In 1771, when Guman Singh was on his deathbed, he summoned Zalim Singh back to Kota. Upon his return, he reinstated him as the Faujdar and allocated a part of Garh Palace for his residence, where Zalim constructed Jhala ki Haveli. Guman Singh also entrusted his son Umed Singh and the state to Zalim's care.

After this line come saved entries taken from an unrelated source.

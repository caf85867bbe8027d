//! Assignment Reconciler
//!
//! Owns the single local assignment view and merges three inputs into it:
//! the outcome of an accept, periodic server confirmation, and the driver's
//! status advances. Server truth always wins over the optimistic guess, but
//! "no information" never clears anything.
//!
//! Each fetch carries a sequence number. Local mutations raise a floor so a
//! fetch that started before the mutation cannot overwrite it when it lands.

use resq_domain::{Assignment, AssignmentRecord, AssignmentStatus, RequestId, RequestSnapshot, Tracked};
use std::sync::Arc;
use tokio::sync::oneshot;
use tracing::{debug, info, warn};

use crate::api::{ApiError, DispatchApi};
use crate::error::{DispatchError, Result};
use crate::handle::{self, SubscriptionHandle};
use crate::inbox::CoreEvent;
use crate::runtime::CoreContext;

/// Merge the latest server record into the local view.
///
/// - no record, or a record without coordinates: keep `current`
/// - cancelled or completed record: no view
/// - anything else: the record, confirmed
pub fn reconcile(
    current: Option<Tracked<Assignment>>,
    record: Option<&AssignmentRecord>,
) -> Option<Tracked<Assignment>> {
    let record = match record {
        Some(r) => r,
        None => return current,
    };
    let assignment = match record.to_assignment() {
        Some(assignment) => assignment,
        None => return current,
    };
    if assignment.status.is_terminal() {
        return None;
    }
    Some(Tracked::Confirmed(assignment))
}

/// Owner of the local assignment view
pub(crate) struct AssignmentReconciler {
    view: Option<Tracked<Assignment>>,
    next_seq: u64,
    floor: u64,
    applied: u64,
    status_in_flight: Option<i64>,
    poll: Option<SubscriptionHandle>,
}

impl AssignmentReconciler {
    pub(crate) fn new() -> Self {
        Self {
            view: None,
            next_seq: 1,
            floor: 0,
            applied: 0,
            status_in_flight: None,
            poll: None,
        }
    }

    pub(crate) fn view(&self) -> Option<&Tracked<Assignment>> {
        self.view.as_ref()
    }

    pub(crate) fn is_polling(&self) -> bool {
        self.poll.is_some()
    }

    pub(crate) fn status_in_flight(&self) -> bool {
        self.status_in_flight.is_some()
    }

    /// Query the server for the latest record.
    pub(crate) fn refresh(&mut self, ctx: &mut CoreContext) {
        let seq = self.next_seq;
        self.next_seq += 1;

        let api: Arc<dyn DispatchApi> = ctx.api.clone();
        let inbox = ctx.inbox.clone();
        let vehicle_id = ctx.session.vehicle_id;
        ctx.tasks.spawn(async move {
            let result = api.latest_assignment(vehicle_id).await;
            inbox.post(CoreEvent::AssignmentFetched { seq, result });
        });
    }

    /// Apply a fetch result. Returns `true` when the view changed.
    pub(crate) fn on_fetched(
        &mut self,
        seq: u64,
        result: std::result::Result<Option<AssignmentRecord>, ApiError>,
        ctx: &CoreContext,
    ) -> bool {
        if seq < self.floor || seq <= self.applied {
            debug!(seq, floor = self.floor, applied = self.applied, "Discarding stale assignment fetch");
            return false;
        }
        let record = match result {
            Ok(record) => record,
            Err(e) => {
                warn!(vehicle_id = ctx.session.vehicle_id, error = %e, "Assignment refresh failed");
                return false;
            }
        };
        self.applied = seq;

        let next = reconcile(self.view.clone(), record.as_ref());
        if next == self.view {
            return false;
        }
        match (&self.view, &next) {
            (Some(prev), None) => info!(
                request_id = %prev.value().request_id,
                "Assignment ended on server, clearing local view"
            ),
            (_, Some(now)) => debug!(
                assignment_id = ?now.value().id,
                status = now.value().status.as_wire(),
                "Assignment confirmed"
            ),
            (None, None) => {}
        }
        self.view = next;
        self.sync_polling(ctx);
        true
    }

    /// Optimistic view after a successful accept, followed by an immediate refresh.
    pub(crate) fn on_accepted(&mut self, request: &RequestSnapshot, ctx: &mut CoreContext) {
        self.raise_floor();
        self.view = Some(Tracked::Optimistic(Assignment::from_offer_snapshot(request)));
        self.sync_polling(ctx);
        self.refresh(ctx);
    }

    /// A successful decline retracts any accepted view that is not confirmed
    /// for some other request.
    pub(crate) fn on_declined(&mut self, request_id: &RequestId, ctx: &CoreContext) -> bool {
        let retract = match &self.view {
            Some(Tracked::Optimistic(_)) => true,
            Some(Tracked::Confirmed(a)) => &a.request_id == request_id,
            None => false,
        };
        if !retract {
            return false;
        }
        self.raise_floor();
        self.view = None;
        self.sync_polling(ctx);
        true
    }

    /// Send a status advance for the held assignment.
    pub(crate) fn begin_status(
        &mut self,
        status: AssignmentStatus,
        ctx: &mut CoreContext,
        reply: oneshot::Sender<Result<bool>>,
    ) {
        let assignment = match &self.view {
            Some(view) => view.value(),
            None => {
                let _ = reply.send(Err(DispatchError::NoAssignment));
                return;
            }
        };
        let assignment_id = match assignment.id {
            Some(id) => id,
            None => {
                let _ = reply.send(Err(DispatchError::UnknownAssignment));
                return;
            }
        };
        if let Some(pending) = self.status_in_flight {
            let _ = reply.send(Err(DispatchError::StatusUpdateInFlight(pending)));
            return;
        }
        self.status_in_flight = Some(assignment_id);

        let api: Arc<dyn DispatchApi> = ctx.api.clone();
        let inbox = ctx.inbox.clone();
        info!(assignment_id, status = status.as_wire(), "Advancing assignment status");
        ctx.tasks.spawn(async move {
            let result = api
                .update_assignment_status(assignment_id, status.clone())
                .await;
            inbox.post(CoreEvent::StatusSettled {
                assignment_id,
                status,
                result,
                reply,
            });
        });
    }

    /// Apply a finished status advance. Returns whether the call succeeded
    /// and whether the view changed.
    pub(crate) fn on_status_settled(
        &mut self,
        assignment_id: i64,
        status: AssignmentStatus,
        result: std::result::Result<Option<AssignmentRecord>, ApiError>,
        ctx: &CoreContext,
    ) -> (bool, bool) {
        if self.status_in_flight == Some(assignment_id) {
            self.status_in_flight = None;
        }
        if let Err(e) = result {
            warn!(assignment_id, status = status.as_wire(), error = %e, "Status update failed");
            return (false, false);
        }

        let holds_same = self
            .view
            .as_ref()
            .map_or(false, |v| v.value().id == Some(assignment_id));
        if !holds_same {
            debug!(assignment_id, "Status update settled for an assignment no longer held");
            return (true, false);
        }

        self.raise_floor();
        if status.is_terminal() {
            info!(assignment_id, status = status.as_wire(), "Assignment finished");
            self.view = None;
        } else if let Some(view) = self.view.as_mut() {
            view.value_mut().status = status;
        }
        self.sync_polling(ctx);
        (true, true)
    }

    pub(crate) fn teardown(&mut self) {
        handle::clear(&mut self.poll);
        self.status_in_flight = None;
        self.view = None;
    }

    fn raise_floor(&mut self) {
        self.floor = self.next_seq;
    }

    /// Poll while, and only while, a view exists.
    fn sync_polling(&mut self, ctx: &CoreContext) {
        match (&self.view, &self.poll) {
            (Some(_), None) => {
                let inbox = ctx.inbox.clone();
                self.poll = Some(SubscriptionHandle::interval(
                    "assignment-poll",
                    ctx.config.timing.assignment_poll(),
                    move || inbox.post(CoreEvent::PollTick),
                ));
                debug!("Assignment polling started");
            }
            (None, Some(_)) => {
                handle::clear(&mut self.poll);
                debug!("Assignment polling stopped");
            }
            _ => {}
        }
    }
}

=== De facto ruler of Kota ===
Upon Guman Singh's death in 1771, he became the de facto ruler of Kota. For more than fifty years, he played a significant role directly in Kota and indirectly in the neighboring states of Rajputana. He generously spent on the upkeep of Umed Singh and his immediate family, earning the durbar of Kota a reputation, as noted by Comte de Modave, as one of the most magnificent in all of Hindustan. His foreign policy, except for Udaipur, was highly successful, allowing him to elevate Kota to a position of great prosperity. He conducted a statewide land survey in Kota in 1792. In 1804, he first interacted with the British when the Kota troops assisted Colonel Manson during his disastrous retreat from Yashwantrao Holkar. He cooperated with John Malcolm in operations against the Pindaris. In 1805, he abandoned the Mughal system of revenue administration and introduced a new one in which patels, local village headmen, became directly responsible to him and a council of four senior patels. In 1807, he conducted a new survey to account for the lands brought under cultivation since the previous one. In 1817, he made a treaty with the British government, placing Kota under British protection. In 1818, a supplementary article was added to this treaty, which vested the entire administration of Kota in him and his heirs, in regular succession and perpetuity. In 1823, the British government, through his efforts, transferred the allegiance of eight sub-chiefships—Indargarh, Balwan, Khatoli, Gainta, Karwar, Pipalda, Phasud, and Antarda—from Bundi to the jurisdiction of Kota. He repaired and strengthened several small forts, which he believed would serve as strategic outposts for defense. He focused particularly on the forts of Shergarh, Gagron, Nahargarh, and Shahabad. The city wall of Kota, from Suraj Pol (Sun Gate) to Ladpura, was built by him. James Tod described it as being as strong as the Agra fort. He constructed nearly forty temples, both large and small, dedicated to deities from the Vaishnavism, Shaivism, and Shaktism traditions. He constructed tanks throughout almost all the parganas of Kota state to supply water to nearby communities, support irrigation for farmers, and generate revenue for the state. He built about ten bridges to facilitate travel and transport, the largest of which was at Borkhandi.

== Jhalrapatan ==

Jhalrapatan was founded in 1796 by him, approximately half a mile north of the ruins of Chandravati, which had been destroyed by Aurangzeb.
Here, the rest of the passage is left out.